# Spam?



## Ghost40 (Jun 26, 2012)

Not sure if its spam or actual email being sent on behalf of the SS.org forum. Its hard to tell since its a gmail account. But it looks to be sent through icontact. 




> Hi this is Peter from*site redacted*. We are a brand new Discussion Board for the modern guitar player. Vintage guys are always welcome, but we cater more to the Rock, Heavy Rock, Progressive and Metal side of things.
> 
> As I said we are brand new and looking to build up good, active members. That is why you are getting this email. Come on over and sign up.
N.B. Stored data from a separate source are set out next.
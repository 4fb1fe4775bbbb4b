use appointment_backend::{
    api::{extractors::auth::issue_token, router::create_router},
    config::Config,
    domain::models::{
        actor::Actor,
        business::Business,
        directory::{Employee, Profile},
    },
    domain::ports::EmailService,
    domain::services::templates::load_templates,
    error::AppError,
    infra::factory::{connect_sqlite, run_sqlite_migrations, sqlite_repositories},
    state::AppState,
};
use async_trait::async_trait;
use axum::{
    body::Body,
    http::{header, Method, Request, StatusCode},
    Router,
};
use chrono::{Duration, NaiveDate, Utc};
use serde_json::Value;
use sqlx::{Pool, Sqlite};
use std::collections::HashSet;
use std::sync::{Arc, Mutex};
use tower::ServiceExt;
use uuid::Uuid;

pub const JWT_SECRET: &str = "test-secret";

#[derive(Debug, Clone)]
#[allow(dead_code)]
pub struct SentMail {
    pub to: String,
    pub subject: String,
    pub html: String,
}

/// Records every send; addresses in `failing` get a delivery error instead.
#[derive(Default)]
pub struct SpyEmailService {
    sent: Mutex<Vec<SentMail>>,
    failing: Mutex<HashSet<String>>,
}

#[allow(dead_code)]
impl SpyEmailService {
    pub fn fail_for(&self, address: &str) {
        self.failing.lock().unwrap().insert(address.to_string());
    }

    pub fn heal(&self, address: &str) {
        self.failing.lock().unwrap().remove(address);
    }

    pub fn sent(&self) -> Vec<SentMail> {
        self.sent.lock().unwrap().clone()
    }

    pub fn sent_to(&self, address: &str) -> Vec<SentMail> {
        self.sent().into_iter().filter(|m| m.to == address).collect()
    }
}

#[async_trait]
impl EmailService for SpyEmailService {
    async fn send(&self, recipient: &str, subject: &str, html_body: &str) -> Result<(), AppError> {
        if self.failing.lock().unwrap().contains(recipient) {
            return Err(AppError::EmailDelivery(format!("relay rejected {}", recipient)));
        }
        self.sent.lock().unwrap().push(SentMail {
            to: recipient.to_string(),
            subject: subject.to_string(),
            html: html_body.to_string(),
        });
        Ok(())
    }
}

/// A business with its owner, one employee and one registered client.
#[allow(dead_code)]
pub struct Seed {
    pub owner: Profile,
    pub client: Profile,
    pub business: Business,
    pub employee: Employee,
}

#[allow(dead_code)]
impl Seed {
    pub fn owner_actor(&self) -> Actor {
        Actor::BusinessOwner(self.owner.id.clone())
    }

    pub fn client_actor(&self) -> Actor {
        Actor::Client(self.client.id.clone())
    }
}

#[allow(dead_code)]
pub struct TestApp {
    pub router: Router,
    pub pool: Pool<Sqlite>,
    pub db_filename: String,
    pub state: Arc<AppState>,
    pub mail: Arc<SpyEmailService>,
}

#[allow(dead_code)]
impl TestApp {
    pub async fn new() -> Self {
        let db_filename = format!("test_{}.db", Uuid::new_v4());
        let db_url = format!("sqlite://{}?mode=rwc", db_filename);

        let pool = connect_sqlite(&db_url).await.expect("Failed to connect to test db");
        run_sqlite_migrations(&pool).await.expect("Failed to migrate test db");

        let config = Config {
            database_url: db_url,
            port: 0,
            mail_service_url: "http://localhost".to_string(),
            mail_service_token: "token".to_string(),
            jwt_secret: JWT_SECRET.to_string(),
            frontend_url: "https://app.test".to_string(),
            realtime_debounce: std::time::Duration::from_millis(10),
            worker_poll_interval: std::time::Duration::from_millis(50),
            email_max_attempts: 3,
            default_max_monthly_cancellations: 3,
        };

        let mail = Arc::new(SpyEmailService::default());
        let templates = Arc::new(load_templates().expect("Templates should load"));
        let state = Arc::new(AppState::assemble(
            config,
            sqlite_repositories(pool.clone()),
            mail.clone(),
            templates,
        ));
        let router = create_router(state.clone());

        Self { router, pool, db_filename, state, mail }
    }

    pub fn token(&self, actor: &Actor) -> String {
        issue_token(actor, JWT_SECRET, Duration::hours(1)).expect("Token should sign")
    }

    pub async fn seed(&self) -> Seed {
        self.seed_named("Barbería Tom", "owner@barberia.test", "cliente@correo.test").await
    }

    pub async fn seed_named(&self, business_name: &str, owner_email: &str, client_email: &str) -> Seed {
        let directory = &self.state.directory_repo;
        let owner = directory
            .create_profile(&Profile::new("Olga Dueña".into(), Some(owner_email.into()), Some("600000001".into())))
            .await
            .unwrap();
        let client = directory
            .create_profile(&Profile::new("Luis Pérez".into(), Some(client_email.into()), Some("600000002".into())))
            .await
            .unwrap();
        let business = self.state.policy_service
            .register_business(Business::new(owner.id.clone(), business_name.into(), "Europe/Madrid".into()))
            .await
            .unwrap();
        let employee = directory
            .create_employee(&Employee::new(business.id.clone(), "Marta Estilista".into()))
            .await
            .unwrap();

        Seed { owner, client, business, employee }
    }

    pub async fn add_client(&self, name: &str, email: Option<&str>) -> Profile {
        self.state.directory_repo
            .create_profile(&Profile::new(name.into(), email.map(str::to_string), None))
            .await
            .unwrap()
    }

    /// Sends a request through the router and decodes the JSON body (Null when empty).
    pub async fn call(&self, method: Method, uri: &str, token: Option<&str>, body: Option<Value>) -> (StatusCode, Value) {
        let mut builder = Request::builder().method(method).uri(uri);
        if let Some(token) = token {
            builder = builder.header(header::AUTHORIZATION, format!("Bearer {}", token));
        }
        let request = match body {
            Some(json) => builder
                .header(header::CONTENT_TYPE, "application/json")
                .body(Body::from(json.to_string()))
                .unwrap(),
            None => builder.body(Body::empty()).unwrap(),
        };

        let response = self.router.clone().oneshot(request).await.unwrap();
        let status = response.status();
        (status, parse_body(response).await)
    }

    /// Books through the API on the seeded employee; `extra` is merged into the body.
    pub async fn book(&self, actor: &Actor, seed: &Seed, date: NaiveDate, start: &str, end: &str, extra: Value) -> (StatusCode, Value) {
        let mut payload = serde_json::json!({
            "employee_id": seed.employee.id,
            "date": date.format("%Y-%m-%d").to_string(),
            "start_time": start,
            "end_time": end,
            "services": [{ "name": "Corte", "price_cents": 1500 }],
        });
        if let (Value::Object(target), Value::Object(extra)) = (&mut payload, extra) {
            target.extend(extra);
        }
        let token = self.token(actor);
        self.call(
            Method::POST,
            &format!("/api/v1/businesses/{}/appointments", seed.business.id),
            Some(&token),
            Some(payload),
        ).await
    }

    pub async fn job_statuses(&self, appointment_id: &str) -> Vec<(String, String)> {
        self.state.job_repo
            .list_for_appointment(appointment_id)
            .await
            .unwrap()
            .into_iter()
            .map(|j| (j.job_type, j.status))
            .collect()
    }
}

impl Drop for TestApp {
    fn drop(&mut self) {
        let _ = std::fs::remove_file(&self.db_filename);
        let _ = std::fs::remove_file(format!("{}-wal", self.db_filename));
        let _ = std::fs::remove_file(format!("{}-shm", self.db_filename));
    }
}

pub async fn parse_body(response: axum::response::Response) -> Value {
    let bytes = axum::body::to_bytes(response.into_body(), usize::MAX).await.unwrap();
    if bytes.is_empty() {
        return Value::Null;
    }
    serde_json::from_slice(&bytes).unwrap_or(Value::Null)
}

/// A calendar day `days` from today.
#[allow(dead_code)]
pub fn days_ahead(days: i64) -> NaiveDate {
    (Utc::now() + Duration::days(days)).date_naive()
}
It&#8217;s totally free and you will be automatically entered into our new members contest where we are giving away a Luna Acoustic Guitar, Tech 21 Metal Distortion Pedals, Source Audio Pedals, George L Cable Kits, DR String, and much more. Once things get going we also plan to do monthly giveaways with sponsored prized from Dean Guitars, Line 6, Tech 21, TC Electronic to name a few.
> 
> ...


----------



## highlordmugfug (Jun 26, 2012)

It's not even the same url, why would it be from sevenstring.org?


----------



## Ghost40 (Jun 26, 2012)

highlordmugfug said:


> It's not even the same url, why would it be from sevenstring.org?




Damnit! I need phonics

Close please


----------